Todos los argumentos son atendibles, incluso el temor animalista de que cualquier medida implementada sea un enmascaramiento para la matanza de lo que molesta o sea indeseable. Pero el diálogo no avanza, atrapado por una camisa de fuerza similar a la que inmoviliza el debate sobre el aborto o el matrimonio homosexual, como si las políticas públicas fuesen la entrada de males mayores. La discusión sobre el origen de la vida es tan bizantina como la superioridad moral de los humanos para decidir sobre la vida animal. Y pasa con los perros. ¿Por qué los perros? ¿Qué hay en la cabeza de un animalistaespecista- perrista que se niega a atender razones poderosas de salud pública? «Probablemente es una respuesta que habría que buscar en el campo de la psicología», responde delicadamente el filósofo Neira. Su elaboración va por otro lado: en el marco de la antigua instrumentalización teórica que los humanos hemos construido sobre los animales para mirarnos en ellos como espejo, la discusión actual se centra en el estatus de la relación entre los seres vivos o sintientes. Pero es tiempo de asumir el misterio. «No hay forma de ponernos en el lugar de los animales. Podemos medir sus comportamientos, sus pulsaciones e interpretar algunas conductas. Pero no sabremos lo que sienten. Lo único que tenemos es nuestra mirada como observadores», dice. Sí podemos atribuirles alma, pero no al modo cristiano, sino como la plantearon los griegos: la psique o capacidad de sentir.

Vuelvo a Amanda Glickman, la dog lover, bióloga y ambientalista que recuerda sin culpa nuestro episodio con el samoiedo blanco. «Algo realmente útil sería comenzar campañas de educación que impidan que las personas abandonen perros en los campos. Los animalistas deberían encabezar un movimiento de ese tipo y animar a las personas a pasar tiempo con sus mascotas, por ejemplo a entrenar con ellos. Los perros son una buena compañía, pero tú obtienes lo que das. Mientras más esfuerzo pones en tu perro, más diversión tendrán juntos», aconseja, con la energía que recuerdo de ella.

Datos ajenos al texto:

//! MSL crypto providers.
//!
//! Two interchangeable backends sit behind [`CryptoProvider`]:
//! - [`SoftwareCrypto`]: RSA-2048 key exchange (JWK wrapped, OAEP), AES-128-CBC
//!   with PKCS#7 padding and HMAC-SHA256.
//! - [`HardwareCrypto`]: every primitive goes through a platform Widevine
//!   crypto session ([`MediaDrm`]); only opaque key handles leave it.
//!
//! Session keys are owned by the session state and handed to each call, so a
//! provider never holds half-installed key material.

pub mod hardware;
pub mod software;

use std::fmt;

use serde::{Deserialize, Serialize};
use serde_json::{Map, Value};

use crate::error::Result;
use crate::token::MasterToken;

pub use hardware::{HardwareCrypto, MediaDrm};
pub use software::SoftwareCrypto;

/// Placeholder digest every envelope carries; the server ignores it.
pub const ENVELOPE_SHA256_PLACEHOLDER: &str = "AA==";

/// Crypto backend selector.
#[derive(Debug, Clone, Copy, PartialEq, Eq, Default, Serialize, Deserialize)]
#[serde(rename_all = "snake_case")]
pub enum Backend {
    #[default]
    Software,
    HardwareDrm,
}

impl fmt::Display for Backend {
    fn fmt(&self, f: &mut fmt::Formatter<'_>) -> fmt::Result {
        match self {
            Backend::Software => write!(f, "software"),
            Backend::HardwareDrm => write!(f, "hardware_drm"),
        }
    }
}

/// Key request sent in the handshake header (`keyrequestdata`).
#[derive(Debug, Clone, PartialEq, Eq, Serialize, Deserialize)]
#[serde(tag = "scheme", content = "keydata")]
pub enum KeyRequestData {
    /// RSA public key; the server wraps the session keys as JWKs under it.
    #[serde(rename = "ASYMMETRIC_WRAPPED")]
    AsymmetricWrapped {
        /// Base64 DER (SubjectPublicKeyInfo) public key.
        publickey: String,
        mechanism: String,
        keypairid: String,
    },
    /// Opaque key request produced by the DRM session.
    #[serde(rename = "WIDEVINE")]
    Widevine { keyrequest: String },
}

/// Key response found in the decoded handshake header (`keyresponsedata`).
#[derive(Debug, Clone, Deserialize, Serialize)]
pub struct KeyResponseData {
    #[serde(default)]
    pub scheme: String,
    pub keydata: Value,
    pub mastertoken: MasterToken,
}

/// Session keys produced by a handshake.
#[derive(Clone, PartialEq, Eq)]
pub enum SessionKeys {
    /// Raw key bytes (software backend).
    Software {
        encryption_key: [u8; 16],
        sign_key: [u8; 32],
    },
    /// Opaque handles into the DRM session (hardware backend).
    Hardware {
        key_set_id: Vec<u8>,
        key_id: Vec<u8>,
        hmac_key_id: Vec<u8>,
    },
}

impl SessionKeys {
    #[must_use]
    pub fn backend(&self) -> Backend {
        match self {
            SessionKeys::Software { .. } => Backend::Software,
            SessionKeys::Hardware { .. } => Backend::HardwareDrm,
        }
    }
}

impl fmt::Debug for SessionKeys {
    fn fmt(&self, f: &mut fmt::Formatter<'_>) -> fmt::Result {
        match self {
            SessionKeys::Software { .. } => f
                .debug_struct("Software")
                .field("encryption_key", &"<16 bytes>")
                .field("sign_key", &"<32 bytes>")
                .finish(),
            SessionKeys::Hardware {
                key_set_id,
                key_id,
                hmac_key_id,
            } => f
                .debug_struct("Hardware")
                .field("key_set_id", &hex::encode(key_set_id))
                .field("key_id", &hex::encode(key_id))
                .field("hmac_key_id", &hex::encode(hmac_key_id))
                .finish(),
        }
    }
}

/// JSON record carrying one encrypted block.
#[derive(Debug, Clone, PartialEq, Eq, Serialize, Deserialize)]
pub struct EncryptionEnvelope {
    /// Set to 1 by the hardware backend only.
    #[serde(default, skip_serializing_if = "Option::is_none")]
    pub version: Option<u32>,
    pub ciphertext: String,
    pub keyid: String,
    pub sha256: String,
    pub iv: String,
}

/// Uniform crypto contract shared by both backends.
///
/// Implementations are selected once when the client is built. All methods
/// take `&self`; backends that need mutation guard it internally.
pub trait CryptoProvider: Send + Sync {
    /// Which backend this is.
    fn backend(&self) -> Backend;

    /// Build the `keyrequestdata` entry for a handshake.
    fn key_request(&self) -> Result<KeyRequestData>;

    /// Unwrap the server's key response into staged session keys.
    ///
    /// Nothing is installed; the caller commits the keys together with the
    /// new master token.
    fn parse_key_response(&self, response: &KeyResponseData) -> Result<SessionKeys>;

    /// Make the keys from the last `parse_key_response` the live ones.
    fn commit_handshake(&self) -> Result<()> {
        Ok(())
    }

    /// Take keys from a server-initiated renewal carried in a response
    /// header. Call only once the accompanying master token is accepted.
    fn renew_keys(&self, response: &KeyResponseData) -> Result<SessionKeys> {
        self.parse_key_response(response)
    }

    /// Encrypt `plaintext` into an envelope. `keyid` is the `ESN_seq` label.
    fn encrypt(
        &self,
        keys: &SessionKeys,
        plaintext: &[u8],
        keyid: &str,
    ) -> Result<EncryptionEnvelope>;

    /// Decrypt an envelope and strip its padding.
    fn decrypt(&self, keys: &SessionKeys, envelope: &EncryptionEnvelope) -> Result<Vec<u8>>;

    /// HMAC-SHA256 over `message`.
    fn sign(&self, keys: &SessionKeys, message: &[u8]) -> Result<Vec<u8>>;

    /// Check a signature produced by the peer.
    fn verify(&self, keys: &SessionKeys, message: &[u8], signature: &[u8]) -> Result<bool>;

    /// Backend-specific fields of the persisted state.
    fn export_state(&self, keys: &SessionKeys) -> Result<Map<String, Value>>;

    /// Restore backend material from persisted fields and return the keys.
    fn import_state(&self, state: &Map<String, Value>) -> Result<SessionKeys>;
}

/// Read a base64 string field from persisted state.
pub(crate) fn state_bytes(state: &Map<String, Value>, field: &str) -> Result<Vec<u8>> {
    let value = state
        .get(field)
        .and_then(Value::as_str)
        .ok_or_else(|| crate::error::Error::StateCorruption(format!("missing {}", field)))?;
    crate::utils::b64_decode(value)
        .map_err(|e| crate::error::Error::StateCorruption(format!("{}: {}", field, e)))
}

#[cfg(test)]
mod tests {
    use super::*;

    #[test]
    fn key_request_serializes_with_scheme_tag() {
        let req = KeyRequestData::AsymmetricWrapped {
            publickey: "AAAA".into(),
            mechanism: "JWK_RSA".into(),
            keypairid: "superKeyPair".into(),
        };
        let json = serde_json::to_value(&req).expect("serialize");
        assert_eq!(json["scheme"], "ASYMMETRIC_WRAPPED");
        assert_eq!(json["keydata"]["keypairid"], "superKeyPair");
        assert_eq!(json["keydata"]["mechanism"], "JWK_RSA");

        let req = KeyRequestData::Widevine {
            keyrequest: "Cg==".into(),
        };
        let json = serde_json::to_value(&req).expect("serialize");
        assert_eq!(json["scheme"], "WIDEVINE");
        assert_eq!(json["keydata"]["keyrequest"], "Cg==");
    }

    #[test]
    fn session_keys_debug_hides_material() {
        let keys = SessionKeys::Software {
            encryption_key: [0x41; 16],
            sign_key: [0x42; 32],
        };
        let text = format!("{:?}", keys);
        assert!(!text.contains("65"));
        assert!(text.contains("<16 bytes>"));
    }

    #[test]
    fn software_envelope_omits_version() {
        let env = EncryptionEnvelope {
            version: None,
            ciphertext: "AA==".into(),
            keyid: "ESN_1".into(),
            sha256: ENVELOPE_SHA256_PLACEHOLDER.into(),
            iv: "AA==".into(),
        };
        let json = serde_json::to_value(&env).expect("serialize");
        let obj = json.as_object().expect("object");
        let mut keys: Vec<_> = obj.keys().cloned().collect();
        keys.sort();
        assert_eq!(keys, ["ciphertext", "iv", "keyid", "sha256"]);
    }
}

Me cuenta que, durante varios años, en Canadá hubo un problema similar de sobrepoblación animal, pero no de perros sino de conejos, también abandonados fuera de los sitios urbanos por humanos que se habían cansado de ellos. Los animales solo hacían lo que saben hacer: cavar, ramonear jardines y huertas, defecar en regueros de bolitas, mutiplicarse sin ton ni son. La Universidad de Victoria fue uno de los focos de la invasión. Richard Piskor, el director de Seguridad, Medio Ambiente y Salud Ocupacional de esa universidad, enumeraba a la prensa local los daños, que abarcaban a humanos y animales: atletas con esguinces tras caer a un hoyo o tropezar con fecas, conejos atropellados, muertos, heridos, y ciertamente desnutridos. Surgió una polémica parecida entre autoridades y grupos animalistas-conejistas que se oponían a una purga masiva y que tuvieron la oportunidad para implementar planes de captura y adopción. La universidad, de hecho, contrató una compañía para que se ocupara de atrapar a los animales a un costo de 350 dólares por conejo (y había cientos). El plan fracasó, pues no hubo más de cincuenta hogares dispuestos a recibir una mascota de esas características.

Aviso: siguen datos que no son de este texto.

//! rsmsl - Rust MSL (Message Security Layer) client.
//!
//! This crate provides:
//! - Key exchange with a software (RSA/AES/HMAC) or hardware Widevine crypto backend.
//! - MSL envelope encoding, chunked response decoding and verification.
//! - Persisted session state with transparent master token refresh.
//! - Manifest and license requests, and manifest to DASH MPD translation.
//!
//! Feature flags:
//! - `cli`: enable the CLI binary.
//! - `tracing`: enable tracing macros.
#![allow(clippy::result_large_err)]

#[macro_use]
mod macros;

/// Request orchestration (handshake, token refresh, manifest and license).
pub mod client;
/// Client configuration.
pub mod config;
/// Crypto backends.
pub mod crypto;
/// Wire framing and authenticated envelopes.
pub mod envelope;
/// Common error types and Result alias.
pub mod error;
/// Manifest to DASH MPD translation.
pub mod mpd;
/// Profile lists and service request bodies.
pub mod profiles;
/// Session keys and tokens.
pub mod session;
/// Persistence for the session state.
pub mod store;
/// Master token parsing.
pub mod token;
/// HTTPS transport.
pub mod transport;
/// Shared helper utilities.
pub mod utils;

#[cfg(test)]
mod testing;

pub use client::{MslClient, SessionStatus};
pub use config::MslConfig;
pub use error::{Error, Result};
pub use profiles::ManifestCapabilities;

Los conejos estaban sentenciados a muerte, hasta los animalistas lo admitieron, pero el manejo fue distinto. «De haber un exterminio, no lo anunciaríamos porque es un tema muy emocional», dijo Piskor a la prensa, como si fuera la actitud más obvia del mundo. Un día simplemente no hubo más conejos. La Universidad de Victoria aprovechó el receso de las fiestas de fin de año para hacer lo que debía hacerse –captura, eutanasia asistida por veterinarios, correcta sepultura– y no se habló más del tema. Dignidad y profesionalismo.

Pero eran conejos, no perros, y nuestro debate aún no se inspira en alcanzar acuerdos basados en supuestos razonables. Ningún perro debe morir, insisten sus defensores. Poco importa que se produzcan purgas bastante menos humanitarias amparadas en el silencio, la lejanía y la indiferencia. Perros cazando ovejas, hombres cazando perros, antiguos aliados convertidos en enemigos a causa de la traición de una especie por otra, y los campos mudos soportando todo aquello.